▶ INSTRUCTIONS FOR THE TASK
If a line in the data below contains the word "trait", copy it out.

(Stored data entries)
# # # # # # #

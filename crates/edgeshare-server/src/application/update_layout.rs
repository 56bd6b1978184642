//! Builds the screen topology from a configuration description.
//!
//! [`build_layout`] turns the `[[screens]]` and `[[links]]` tables of the
//! config file into a validated [`ScreenLayout`].  Every inconsistency is
//! reported here, before the orchestrator starts, so a bad layout is never
//! discovered mid-session.
//!
//! Links are one-directional: `desk right -> laptop` does not imply
//! `laptop left -> desk`.  Configure both directions to move back and forth.

use edgeshare_core::{Edge, LayoutError, Link, ScreenLayout};
use thiserror::Error;

/// Error type for layout construction.
#[derive(Debug, Error, PartialEq, Eq)]
pub enum UpdateLayoutError {
    #[error("layout validation failed: {0}")]
    ValidationFailed(#[from] LayoutError),

    /// Two links leave the same screen through the same edge.
    #[error("screen {from:?} has more than one link on its {edge} edge")]
    ConflictingLink { from: String, edge: Edge },
}

/// Builds a [`ScreenLayout`] rooted at `primary`.
///
/// # Errors
///
/// - [`UpdateLayoutError::ValidationFailed`] for duplicate screen names, links
///   to unknown screens and self links.
/// - [`UpdateLayoutError::ConflictingLink`] when one edge is linked twice.
pub fn build_layout(
    primary: &str,
    screens: impl IntoIterator<Item = String>,
    links: impl IntoIterator<Item = Link>,
) -> Result<ScreenLayout, UpdateLayoutError> {
    let mut layout = ScreenLayout::new(primary);
    for name in screens {
        layout.add_screen(name)?;
    }

    for link in links {
        if layout.neighbor(&link.from, link.edge).is_some() {
            return Err(UpdateLayoutError::ConflictingLink {
                from: link.from,
                edge: link.edge,
            });
        }
        layout.set_link(link)?;
    }

    Ok(layout)
}

#[cfg(test)]
mod tests {
    use super::*;

    fn link(from: &str, edge: Edge, to: &str) -> Link {
        Link {
            from: from.to_string(),
            edge,
            to: to.to_string(),
        }
    }

    #[test]
    fn test_build_layout_with_two_way_link() {
        let layout = build_layout(
            "desk",
            vec!["laptop".to_string()],
            vec![
                link("desk", Edge::Right, "laptop"),
                link("laptop", Edge::Left, "desk"),
            ],
        )
        .unwrap();

        assert_eq!(layout.neighbor("desk", Edge::Right), Some("laptop"));
        assert_eq!(layout.neighbor("laptop", Edge::Left), Some("desk"));
        assert_eq!(layout.neighbor("desk", Edge::Left), None);
    }

    #[test]
    fn test_build_layout_empty_produces_primary_only() {
        let layout = build_layout("desk", Vec::new(), Vec::new()).unwrap();
        assert_eq!(layout.screens().collect::<Vec<_>>(), vec!["desk"]);
    }

    #[test]
    fn test_build_layout_rejects_duplicate_screen() {
        let result = build_layout("desk", vec!["desk".to_string()], Vec::new());
        assert_eq!(
            result.unwrap_err(),
            UpdateLayoutError::ValidationFailed(LayoutError::DuplicateScreen("desk".to_string()))
        );
    }

    #[test]
    fn test_build_layout_rejects_link_to_unknown_screen() {
        let result = build_layout("desk", Vec::new(), vec![link("desk", Edge::Top, "ghost")]);
        assert_eq!(
            result.unwrap_err(),
            UpdateLayoutError::ValidationFailed(LayoutError::UnknownScreen("ghost".to_string()))
        );
    }

    #[test]
    fn test_build_layout_rejects_same_edge_twice() {
        let result = build_layout(
            "desk",
            vec!["a".to_string(), "b".to_string()],
            vec![link("desk", Edge::Right, "a"), link("desk", Edge::Right, "b")],
        );
        assert_eq!(
            result.unwrap_err(),
            UpdateLayoutError::ConflictingLink {
                from: "desk".to_string(),
                edge: Edge::Right,
            }
        );
    }
}
//! PrimaryClientAdapter: the local display seen as an endpoint.
//!
//! The orchestrator treats the primary screen exactly like a secondary, but
//! the primary is special in three ways:
//!
//! 1. Input already happened here.  Key and mouse injection calls are no-ops;
//!    forwarding them would type every key twice.
//! 2. It has a platform clipboard.  `set_clipboard` writes it only when the
//!    local copy is dirty, and `grab_clipboard` asserts ownership on the
//!    platform so local applications see the buffer as foreign.
//! 3. It can refuse to give up focus.  While the user has pinned the pointer
//!    (e.g. with Scroll Lock) `leave` returns `false`.
//!
//! All OS interaction goes through the [`PlatformScreen`] trait, which a real
//! backend implements with input hooks and a headless backend implements in
//! memory.

use edgeshare_core::{
    ButtonId, ClipboardData, ClipboardId, KeyButton, KeyId, ModifierMask, ScreenOption,
    ScreenShape, SequenceGate, SideMask,
};
use tracing::{debug, trace};

use super::clipboard::ClipboardTracker;
use super::endpoint::{ClientEndpoint, EndpointError, ScreenEndpoint};

/// OS-facing operations of the primary display.
///
/// Infrastructure implementations install input hooks and talk to the window
/// system; test implementations record calls.
pub trait PlatformScreen: Send {
    fn shape(&self) -> ScreenShape;

    fn cursor_pos(&self) -> (i32, i32);

    /// Parking point for the pointer while a secondary is focused.
    fn cursor_center(&self) -> (i32, i32);

    fn jump_zone_size(&self) -> u32;

    /// Moves the physical pointer to `(x, y)`.
    fn warp_cursor(&mut self, x: i32, y: i32);

    /// Focus returned: show the pointer and apply `mask`'s toggle state.
    fn enter(&mut self, mask: ModifierMask);

    /// Focus departs: hide the pointer and switch to relative capture.
    /// Returns `false` if the platform cannot do so right now.
    fn leave(&mut self) -> bool;

    /// Current Caps/Num/Scroll Lock state.
    fn toggle_mask(&self) -> ModifierMask;

    /// `true` while the user has pinned the pointer to this screen.
    fn is_locked_to_screen(&self) -> bool;

    /// Reads buffer `id`; `None` when the platform clipboard is unavailable.
    fn clipboard(&self, id: ClipboardId) -> Option<ClipboardData>;

    fn set_clipboard(&mut self, id: ClipboardId, data: &ClipboardData);

    /// Takes ownership of buffer `id` away from local applications.
    fn grab_clipboard(&mut self, id: ClipboardId);

    fn screensaver(&mut self, activate: bool);

    fn reset_options(&mut self);

    fn set_options(&mut self, options: &[ScreenOption]);

    /// Tells the platform which edges have a live neighbour.
    fn reconfigure(&mut self, active_sides: SideMask);

    /// Installs the input hooks.
    fn enable(&mut self);

    /// Removes the input hooks.
    fn disable(&mut self);
}

/// Endpoint wrapper around the local [`PlatformScreen`].
pub struct PrimaryClientAdapter {
    name: String,
    platform: Box<dyn PlatformScreen>,
    clipboard: ClipboardTracker,
    enter_gate: SequenceGate,
    enabled: bool,
}

impl std::fmt::Debug for PrimaryClientAdapter {
    fn fmt(&self, f: &mut std::fmt::Formatter<'_>) -> std::fmt::Result {
        f.debug_struct("PrimaryClientAdapter")
            .field("name", &self.name)
            .field("clipboard", &self.clipboard)
            .field("enter_gate", &self.enter_gate)
            .field("enabled", &self.enabled)
            .finish_non_exhaustive()
    }
}

impl PrimaryClientAdapter {
    pub fn new(name: impl Into<String>, platform: Box<dyn PlatformScreen>) -> Self {
        Self {
            name: name.into(),
            platform,
            clipboard: ClipboardTracker::new(),
            enter_gate: SequenceGate::new(),
            enabled: false,
        }
    }

    /// Updates the set of edges that lead to a connected neighbour.
    pub fn reconfigure(&mut self, active_sides: SideMask) {
        debug!(screen = %self.name, sides = active_sides.0, "reconfiguring active sides");
        self.platform.reconfigure(active_sides);
    }

    pub fn cursor_center(&self) -> (i32, i32) {
        self.platform.cursor_center()
    }

    pub fn warp_cursor(&mut self, x: i32, y: i32) {
        self.platform.warp_cursor(x, y);
    }

    pub fn toggle_mask(&self) -> ModifierMask {
        self.platform.toggle_mask()
    }

    pub fn is_locked_to_screen(&self) -> bool {
        self.platform.is_locked_to_screen()
    }

    /// Installs the platform hooks.  Calling it twice is a no-op.
    pub fn enable(&mut self) {
        if !self.enabled {
            self.platform.enable();
            self.enabled = true;
        }
    }

    /// Removes the platform hooks.  Calling it twice is a no-op.
    pub fn disable(&mut self) {
        if self.enabled {
            self.platform.disable();
            self.enabled = false;
        }
    }

    pub fn is_enabled(&self) -> bool {
        self.enabled
    }

    /// `true` if the primary currently owns buffer `id`.
    pub fn owns_clipboard(&self, id: ClipboardId) -> bool {
        self.clipboard.is_owner(id)
    }

    /// Records that the local user copied something into buffer `id`.
    pub fn mark_clipboard_owned(&mut self, id: ClipboardId) {
        self.clipboard.mark_owned(id);
    }
}

impl ScreenEndpoint for PrimaryClientAdapter {
    fn shape(&self) -> ScreenShape {
        self.platform.shape()
    }

    fn cursor_pos(&self) -> (i32, i32) {
        self.platform.cursor_pos()
    }

    fn jump_zone_size(&self) -> u32 {
        self.platform.jump_zone_size()
    }

    fn clipboard(&self, id: ClipboardId) -> Result<ClipboardData, EndpointError> {
        self.platform
            .clipboard(id)
            .ok_or(EndpointError::ClipboardUnavailable(id))
    }
}

impl ClientEndpoint for PrimaryClientAdapter {
    fn name(&self) -> &str {
        &self.name
    }

    fn enter(&mut self, x_abs: i32, y_abs: i32, seq: u32, mask: ModifierMask, for_screensaver: bool) {
        if !self.enter_gate.accept(seq) {
            debug!(screen = %self.name, seq, "ignoring stale enter");
            return;
        }
        if !for_screensaver {
            self.platform.warp_cursor(x_abs, y_abs);
        }
        self.platform.enter(mask);
    }

    fn leave(&mut self) -> bool {
        if self.platform.is_locked_to_screen() {
            debug!(screen = %self.name, "locked to screen, refusing to leave");
            return false;
        }
        self.platform.leave()
    }

    fn set_clipboard(&mut self, id: ClipboardId, data: &ClipboardData) {
        if self.clipboard.is_dirty(id) {
            self.platform.set_clipboard(id, data);
            self.clipboard.set_dirty(id, false);
        }
    }

    fn grab_clipboard(&mut self, id: ClipboardId) {
        self.platform.grab_clipboard(id);
        self.clipboard.mark_grabbed_elsewhere(id);
    }

    fn set_clipboard_dirty(&mut self, id: ClipboardId, dirty: bool) {
        self.clipboard.set_dirty(id, dirty);
    }

    fn is_clipboard_dirty(&self, id: ClipboardId) -> bool {
        self.clipboard.is_dirty(id)
    }

    // Local input is delivered by the OS; nothing to inject.

    fn key_down(&mut self, key: KeyId, _mask: ModifierMask, _button: KeyButton) {
        trace!(screen = %self.name, key = key.0, "key down stays local");
    }

    fn key_repeat(&mut self, key: KeyId, _mask: ModifierMask, _count: u32, _button: KeyButton) {
        trace!(screen = %self.name, key = key.0, "key repeat stays local");
    }

    fn key_up(&mut self, key: KeyId, _mask: ModifierMask, _button: KeyButton) {
        trace!(screen = %self.name, key = key.0, "key up stays local");
    }

    fn mouse_down(&mut self, _button: ButtonId) {}

    fn mouse_up(&mut self, _button: ButtonId) {}

    fn mouse_move(&mut self, _x_abs: i32, _y_abs: i32) {}

    fn mouse_wheel(&mut self, _x_delta: i32, _y_delta: i32) {}

    fn screensaver(&mut self, activate: bool) {
        self.platform.screensaver(activate);
    }

    fn reset_options(&mut self) {
        self.platform.reset_options();
    }

    fn set_options(&mut self, options: &[ScreenOption]) {
        self.platform.set_options(options);
    }
}

// ── Tests ─────────────────────────────────────────────────────────────────────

# # # # # # #

▶ ANSWER FOR THIS EXERCISE
//! All OS interaction goes through the [`PlatformScreen`] trait, which a real
pub trait PlatformScreen: Send {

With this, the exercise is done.